— TASK TO COMPLETE —
In the data that follows, find each line containing "session" and copy it.

— MATERIAL TO PROCESS —
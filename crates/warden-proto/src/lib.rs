//! # Warden Proto
//!
//! Protobuf messages and gRPC stubs for every Warden platform API, generated
//! by `tonic-build`. The module tree mirrors the protobuf packages so that
//! cross-package references resolve.

#[allow(clippy::all, clippy::pedantic)]
pub mod warden {
    pub mod object {
        pub mod v2 {
            tonic::include_proto!("warden.object.v2");
        }
    }

    pub mod system {
        pub mod v1 {
            tonic::include_proto!("warden.system.v1");
        }
    }

    pub mod admin {
        pub mod v1 {
            tonic::include_proto!("warden.admin.v1");
        }
    }

    pub mod management {
        pub mod v1 {
            tonic::include_proto!("warden.management.v1");
        }
    }

    pub mod auth {
        pub mod v1 {
            tonic::include_proto!("warden.auth.v1");
        }
    }

    pub mod user {
        pub mod v2beta {
            tonic::include_proto!("warden.user.v2beta");
        }
        pub mod v2 {
            tonic::include_proto!("warden.user.v2");
        }
    }

    pub mod settings {
        pub mod v2beta {
            tonic::include_proto!("warden.settings.v2beta");
        }
        pub mod v2 {
            tonic::include_proto!("warden.settings.v2");
        }
    }

    pub mod session {
        pub mod v2beta {
            tonic::include_proto!("warden.session.v2beta");
        }
        pub mod v2 {
            tonic::include_proto!("warden.session.v2");
        }
    }

    pub mod org {
        pub mod v2beta {
            tonic::include_proto!("warden.org.v2beta");
        }
        pub mod v2 {
            tonic::include_proto!("warden.org.v2");
        }
    }

    pub mod oidc {
        pub mod v2beta {
            tonic::include_proto!("warden.oidc.v2beta");
        }
        pub mod v2 {
            tonic::include_proto!("warden.oidc.v2");
        }
    }
}

pub use warden::*;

— RESULT FOR THIS EXERCISE —
    pub mod session {
            tonic::include_proto!("warden.session.v2beta");
            tonic::include_proto!("warden.session.v2");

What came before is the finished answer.